[Guest Diary] 7 minutes and 4 steps to a quick win: A write-up on custom tools

Published: 2024-08-16. Last Updated: 2024-08-16 00:08:23 UTC
by Justin Leibach, SANS BACS Student (Version: 1)
0 comment(s)

[This is a Guest Diary by Justin Leibach, an ISC intern as a part of the SANS.edu BACS [1] degree program]

The web logs from my DShield [2] honeypot always produce the most interesting information. I enjoy being “on keyboard” and using command line tools to view, sort, filter and manipulate the .json files, it is weirdly satisfying. Pounding away on my mechanical keyboard is effective for a single log file, but when I started to zoom out a bit and began looking at multiple days, weeks, even months of information, it became clear there must be a better way.

If you are busy, and need a TLDR, here it is: My GitHub [3]
Log files combined: 31
Lines of JSON parsed: 163,510,310
Countries of origin: 76
Script running time: 7 minutes
Steps from start to finish: 4

My outputs from running the scripts: 

Figure 1: Python .png output depicts percentage of the Top 6 countries of Source IP to interact with honeypot. Percentage is based on 6 countries rather than the entire 76 country dataset. Figure 2: Snippet from Python output to excel showing the top 13 countries in descending order.

 


Figure 3: Screenshot capturing running the script and the printed output of a Python Dictionary holding all countries and occurrences.

  

The endgame

Before I started solving the problem, I needed to define it: 
I want to know what countries are probing my honeypot the most, over time, to develop a better threat intelligence picture.

Here are the major things I thought I needed to do:

Step Description Initial Tool Attempt Final Tool Used
1 Combine JSON Files Python BASH
2 Filter JSON Files Python BASH
3 Search a database of WHOIS, return country name Python Python
4 Produce graphics for quick analysis Python Python

Ideally, it is also a tool that is highly portable and easily modified for other users, even a very new analyst.

My Toolbox

vs.
Figure 4: Sample BASH snippet for combining JSON files.

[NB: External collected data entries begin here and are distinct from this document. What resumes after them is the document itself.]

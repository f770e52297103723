//! Outbound collaborators: the status channel and the listing cache.

use core_state::ListingSlot;
use tokio::sync::mpsc::UnboundedSender;
use tracing::{debug, trace};

/// One user-visible notification.
#[derive(Debug, Clone, PartialEq, Eq)]
pub struct StatusNotice {
    pub is_error: bool,
    pub message: String,
}

impl StatusNotice {
    pub fn info(message: impl Into<String>) -> Self {
        Self {
            is_error: false,
            message: message.into(),
        }
    }

    pub fn error(message: impl Into<String>) -> Self {
        Self {
            is_error: true,
            message: message.into(),
        }
    }
}

pub trait StatusSink {
    fn notify(&self, is_error: bool, message: &str);
}

impl StatusSink for UnboundedSender<StatusNotice> {
    fn notify(&self, is_error: bool, message: &str) {
        let notice = StatusNotice {
            is_error,
            message: message.to_string(),
        };
        if self.send(notice).is_err() {
            trace!(target: "session", is_error, "status_receiver_dropped");
        }
    }
}

/// Cache of the workflow listing held by the surrounding UI.
pub trait ListingCache {
    /// Mark the listing stale so its next read refetches.
    fn invalidate(&self);
}

impl ListingCache for ListingSlot {
    fn invalidate(&self) {
        let was_loaded = self.update(|rows| rows.take().is_some());
        debug!(target: "session.save", was_loaded, "listing_invalidated");
    }
}
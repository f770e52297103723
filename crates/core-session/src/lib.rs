//! Editor session controller.
//!
//! `EditorSession` keeps one editing widget in sync with the selected workflow
//! version and coordinates everything that touches it: the single-author
//! write guard, dirty tracking, saves, snippet insertion and diagnostics
//! navigation.
//!
//! The controller is synchronous. Whenever it needs the store it returns a
//! [`SessionEffect`]; [`runtime::SessionRuntime`] executes effects on tokio and
//! feeds the completions back as events. This keeps every state transition a
//! plain method call, so tests drive the controller directly and resolve
//! tickets in whatever order they like.
//!
//! Module map:
//! * `sync`      selection, fetch completion, rebinding
//! * `save`      save preconditions and completion
//! * `snippet`   external text insertion
//! * `navigator` problem list, goto, layout
//! * `runtime`   tokio event loop and store task spawning

use core_config::Config;
use core_events::{Event, FetchTicket, SaveTicket, SnippetId};
use core_keymap::{KeyCombo, ShortcutCommand};
use core_state::{
    ContentChange, DirtyState, DirtyTracker, DocumentSnapshot, Marker, MarkerStore, Session,
    WorkflowRef, guard,
};
use core_store::NewVersion;
use core_widget::{TextWidget, WidgetFactory};
use std::collections::HashSet;
use tracing::{debug, trace};

mod error;
pub mod navigator;
pub mod runtime;
mod save;
mod snippet;
pub mod status;
mod sync;

pub use error::{PreconditionViolation, SessionError};
pub use navigator::{Layout, ProblemEntry};
pub use status::{ListingCache, StatusNotice, StatusSink};

/// Store work requested by the controller.
#[derive(Debug, Clone, PartialEq, Eq)]
pub enum SessionEffect {
    Fetch(FetchTicket),
    Submit(SaveTicket, NewVersion),
}

/// What the editor area shows.
#[derive(Debug, Clone, Copy, PartialEq, Eq, Default)]
pub enum SessionView {
    /// No workflow selected; presentation offers to create one.
    #[default]
    Empty,
    Editor,
}

/// Values the controller takes from configuration.
#[derive(Debug, Clone, PartialEq, Eq)]
pub struct SessionSettings {
    pub schema_uri: String,
    pub language: String,
    /// Widget theme identifier (`vs-light` / `vs-dark`).
    pub theme: String,
    pub save_label: String,
    pub save_shortcut: KeyCombo,
    pub success_message: String,
}

impl SessionSettings {
    pub fn from_config(cfg: &Config) -> Self {
        Self {
            schema_uri: cfg.file.schema.uri.clone(),
            language: cfg.file.editor.language.clone(),
            theme: cfg.file.editor.theme.widget_theme().to_string(),
            save_label: cfg.file.save.label.clone(),
            save_shortcut: cfg.save_shortcut(),
            success_message: cfg.file.save.success_message.clone(),
        }
    }
}

impl Default for SessionSettings {
    fn default() -> Self {
        Self::from_config(&Config::default())
    }
}

pub struct EditorSession<F: WidgetFactory> {
    session: Session,
    settings: SessionSettings,
    factory: F,
    widget: Option<F::Widget>,
    status: Box<dyn StatusSink>,
    listing: Box<dyn ListingCache>,
    /// Latest requested selection; `None` when nothing is open.
    selection: Option<WorkflowRef>,
    generation: u64,
    snapshot: Option<DocumentSnapshot>,
    view: SessionView,
    dirty: DirtyTracker,
    markers: MarkerStore,
    saving: Option<SaveTicket>,
    next_save: u64,
    /// Selection made while a save was in flight, applied on its completion.
    deferred: Option<Option<WorkflowRef>>,
    /// A current fetch that resolved while a save was in flight.
    held_fetch: Option<FetchTicket>,
    consumed_snippets: HashSet<SnippetId>,
}

impl<F: WidgetFactory> EditorSession<F> {
    pub fn new(
        session: Session,
        settings: SessionSettings,
        factory: F,
        status: Box<dyn StatusSink>,
        listing: Box<dyn ListingCache>,
    ) -> Self {
        Self {
            session,
            settings,
            factory,
            widget: None,
            status,
            listing,
            selection: None,
            generation: 0,
            snapshot: None,
            view: SessionView::Empty,
            dirty: DirtyTracker::new(),
            markers: MarkerStore::new(),
            saving: None,
            next_save: 0,
            deferred: None,
            held_fetch: None,
            consumed_snippets: HashSet::new(),
        }
    }

    /// Route one event to the matching operation. Events that belong to the
    /// runtime (listing, inspection, shutdown) are ignored here.
    pub fn handle(&mut self, event: Event) -> Vec<SessionEffect> {
        let mut effects = Vec::new();
        match event {
            Event::Select(selection) => effects.extend(self.select_document(selection)),
            Event::TextInput(text) => self.type_text(&text),
            Event::Content(change) => self.on_content_change(&change),
            Event::Markers(markers) => self.on_markers(markers),
            Event::Key(combo) => {
                if let Some(effect) = self.on_key(&combo) {
                    effects.push(effect);
                }
            }
            Event::SaveRequested => {
                if let Ok(effect) = self.save() {
                    effects.push(effect);
                }
            }
            Event::Snippet(request) => {
                self.insert_snippet(request);
            }
            Event::Goto { line, column } => self.goto(line, column),
            Event::GotoProblem(index) => {
                self.goto_problem(index);
            }
            Event::FetchCompleted { ticket, result } => {
                if let Err(e) = self.on_fetch_completed(ticket, result) {
                    debug!(target: "session.sync", error = %e, "fetch_failure_reported");
                }
            }
            Event::SaveCompleted { ticket, result } => {
                effects.extend(self.on_save_completed(ticket, result));
            }
            other @ (Event::ListingRequested
            | Event::ListingLoaded(_)
            | Event::Inspect(_)
            | Event::Shutdown) => {
                trace!(target: "session", event = other.name(), "event_not_for_session");
            }
        }
        effects
    }

    /// User keystrokes at the caret. Dropped while the widget is read-only.
    pub fn type_text(&mut self, text: &str) {
        if self.snapshot.is_none() {
            trace!(target: "session", "typing_without_document");
            return;
        }
        let Some(widget) = self.widget.as_mut() else {
            return;
        };
        if let Some(change) = widget.type_text(text) {
            self.dirty.apply(&change);
            self.collect_markers();
        }
    }

    /// Content-change notification reported by an external widget.
    pub fn on_content_change(&mut self, change: &ContentChange) {
        if self.snapshot.is_none() {
            trace!(target: "session", "content_change_without_document");
            return;
        }
        self.dirty.apply(change);
    }

    /// Validation pass reported by an external validation engine.
    pub fn on_markers(&mut self, markers: Vec<Marker>) {
        if self.snapshot.is_none() {
            trace!(target: "session", count = markers.len(), "markers_without_document");
            return;
        }
        self.markers.replace(markers);
    }

    fn on_key(&mut self, combo: &KeyCombo) -> Option<SessionEffect> {
        let command = self.widget.as_ref()?.shortcut(combo)?;
        match command {
            ShortcutCommand::Save => self.save().ok(),
        }
    }

    /// Replace the marker set with the widget's latest validation pass, if any.
    fn collect_markers(&mut self) {
        if let Some(markers) = self.widget.as_mut().and_then(TextWidget::take_markers) {
            trace!(target: "session", count = markers.len(), "markers_collected");
            self.markers.replace(markers);
        }
    }

    pub fn session(&self) -> &Session {
        &self.session
    }

    pub fn settings(&self) -> &SessionSettings {
        &self.settings
    }

    pub fn factory(&self) -> &F {
        &self.factory
    }

    pub fn widget(&self) -> Option<&F::Widget> {
        self.widget.as_ref()
    }

    pub fn widget_mut(&mut self) -> Option<&mut F::Widget> {
        self.widget.as_mut()
    }

    pub fn selection(&self) -> Option<&WorkflowRef> {
        self.selection.as_ref()
    }

    pub fn snapshot(&self) -> Option<&DocumentSnapshot> {
        self.snapshot.as_ref()
    }

    pub fn view(&self) -> SessionView {
        self.view
    }

    pub fn dirty_state(&self) -> DirtyState {
        self.dirty.state()
    }

    pub fn is_saving(&self) -> bool {
        self.saving.is_some()
    }

    /// `None` when no document is open.
    pub fn is_writable(&self) -> Option<bool> {
        self.snapshot
            .as_ref()
            .map(|snapshot| guard::is_writable(snapshot, &self.session))
    }

    pub fn markers(&self) -> &MarkerStore {
        &self.markers
    }

    /// Current buffer text, if a widget exists.
    pub fn buffer_text(&self) -> Option<String> {
        self.widget.as_ref().map(TextWidget::value)
    }

    pub fn status(&self) -> &dyn StatusSink {
        self.status.as_ref()
    }
}
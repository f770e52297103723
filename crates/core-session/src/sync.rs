//! Buffer synchronization: selection changes, fetch completion, rebinding.
//!
//! Every selection bumps `generation`. A fetch completion is applied only if
//! its ticket still names the current generation and reference, so a slow
//! response for a document the user already left can never overwrite the
//! buffer. Selections made while a save is in flight are held back and
//! replayed once the save completes. A fetch that lands during a save is not
//! bound either: the buffer being published stays in place until the store
//! answers.

use crate::{EditorSession, SessionEffect, SessionError, SessionView};
use core_events::FetchTicket;
use core_keymap::ShortcutCommand;
use core_state::{DocumentSnapshot, WorkflowRef, guard};
use core_store::StoreError;
use core_widget::{TextWidget, WidgetFactory, WidgetOptions};
use tracing::{debug, info, trace, warn};

impl<F: WidgetFactory> EditorSession<F> {
    /// Select a workflow version, or close the editor with `None`.
    ///
    /// Returns the fetch to run, if any. Nothing is returned while a save is
    /// in flight: the selection is queued and replayed by `on_save_completed`.
    pub fn select_document(&mut self, selection: Option<WorkflowRef>) -> Option<SessionEffect> {
        if self.saving.is_some() {
            debug!(
                target: "session.sync",
                workflow = selection.as_ref().map(ToString::to_string).as_deref(),
                "selection_deferred_until_save_completes"
            );
            self.deferred = Some(selection);
            return None;
        }

        self.generation += 1;
        self.selection = selection.clone();
        match selection {
            None => {
                self.close_document();
                None
            }
            Some(workflow) => {
                debug!(
                    target: "session.sync",
                    workflow = %workflow,
                    generation = self.generation,
                    "fetch_requested"
                );
                Some(SessionEffect::Fetch(FetchTicket {
                    generation: self.generation,
                    workflow,
                }))
            }
        }
    }

    /// Apply a fetch result. Stale tickets are dropped without any visible
    /// effect. Failures are reported on the status channel and returned; the
    /// current buffer stays as it was.
    pub fn on_fetch_completed(
        &mut self,
        ticket: FetchTicket,
        result: Result<DocumentSnapshot, StoreError>,
    ) -> Result<(), SessionError> {
        if !self.is_current(&ticket) {
            debug!(
                target: "session.sync",
                workflow = %ticket.workflow,
                generation = ticket.generation,
                current = self.generation,
                "stale_fetch_discarded"
            );
            return Ok(());
        }

        match result {
            Ok(_) if self.saving.is_some() => {
                debug!(
                    target: "session.sync",
                    workflow = %ticket.workflow,
                    generation = ticket.generation,
                    "fetch_held_until_save_completes"
                );
                self.held_fetch = Some(ticket);
                Ok(())
            }
            Ok(snapshot) => {
                self.bind_snapshot(snapshot);
                Ok(())
            }
            Err(e) => {
                warn!(target: "session.sync", workflow = %ticket.workflow, error = %e, "fetch_failed");
                let err = SessionError::Fetch(e);
                self.status.notify(true, &err.user_message());
                Err(err)
            }
        }
    }

    pub(crate) fn is_current(&self, ticket: &FetchTicket) -> bool {
        ticket.generation == self.generation && self.selection.as_ref() == Some(&ticket.workflow)
    }

    fn bind_snapshot(&mut self, snapshot: DocumentSnapshot) {
        self.markers.clear();
        let read_only = guard::read_only_for(&snapshot, &self.session);

        match self.widget.as_mut() {
            Some(widget) => {
                widget.replace_value(&snapshot.source_text);
                widget.set_read_only(read_only);
                trace!(target: "session.sync", read_only, "widget_rebound");
            }
            None => {
                let widget = self.factory.create(WidgetOptions {
                    text: snapshot.source_text.clone(),
                    read_only,
                    language: self.settings.language.clone(),
                    theme: self.settings.theme.clone(),
                    model_uri: self.settings.schema_uri.clone(),
                });
                self.attach_widget(widget);
            }
        }

        self.dirty.rebind(&snapshot.source_text);
        info!(
            target: "session.sync",
            len_bytes = snapshot.source_text.len(),
            authored_by = %snapshot.authored_by,
            read_only,
            "snapshot_bound"
        );
        self.snapshot = Some(snapshot);
        self.collect_markers();
        self.view = SessionView::Editor;
    }

    /// One-shot setup for a freshly created widget.
    fn attach_widget(&mut self, mut widget: F::Widget) {
        let combo = self.settings.save_shortcut;
        let registration = widget.register_shortcut(combo, ShortcutCommand::Save);
        debug!(
            target: "session.sync",
            combo = %combo,
            registration = ?registration,
            "widget_attached"
        );
        self.widget = Some(widget);
    }

    fn close_document(&mut self) {
        if let Some(widget) = self.widget.as_mut() {
            widget.replace_value("");
            widget.set_read_only(true);
            // Validation of the blank model is not a diagnostic for any document.
            let _ = widget.take_markers();
        }
        self.markers.clear();
        self.snapshot = None;
        self.dirty.rebind("");
        self.view = SessionView::Empty;
        info!(target: "session.sync", generation = self.generation, "document_closed");
    }
}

Figure 5: Sample Python code snippet for combining JSON files.

 

To solve this problem, I knew I wanted to use Python, but sometimes Bash proves the more elegant solution.

Python:

  1. Combine the files: Small files are no problem, but larger files and datasets could not be processed.
    1. Memory errors abound! No matter my angle of approach, I kept receiving the killed (program exited with code: 137), a memory error.
    2. PATHLIB was just not working for me. Dealing with POSIX paths seemed unwieldy for my approach, and code was quickly becoming very non-pythonic.  
    3. OS module wasn’t suitable for my use case, as it would potentially exclude use for Windows users.
  2. Filter the files: Like my attempt at combining files, small sets worked to some extent but created memory errors for larger files.
  3. Search a WHOIS IP database: Python was the obvious choice here to find the country of origin.
    1. I used a localized database downloaded from a free service and the geoip2.database module.
    2. An API could be used in Python to produce similar results.
  4. Produce graphics: Python is a language used for data science, so another natural choice. 
    1. For the pie chart I used the matplotlib and pillows module
    2. To create the dataframe and excel document I used the pandas and io modules.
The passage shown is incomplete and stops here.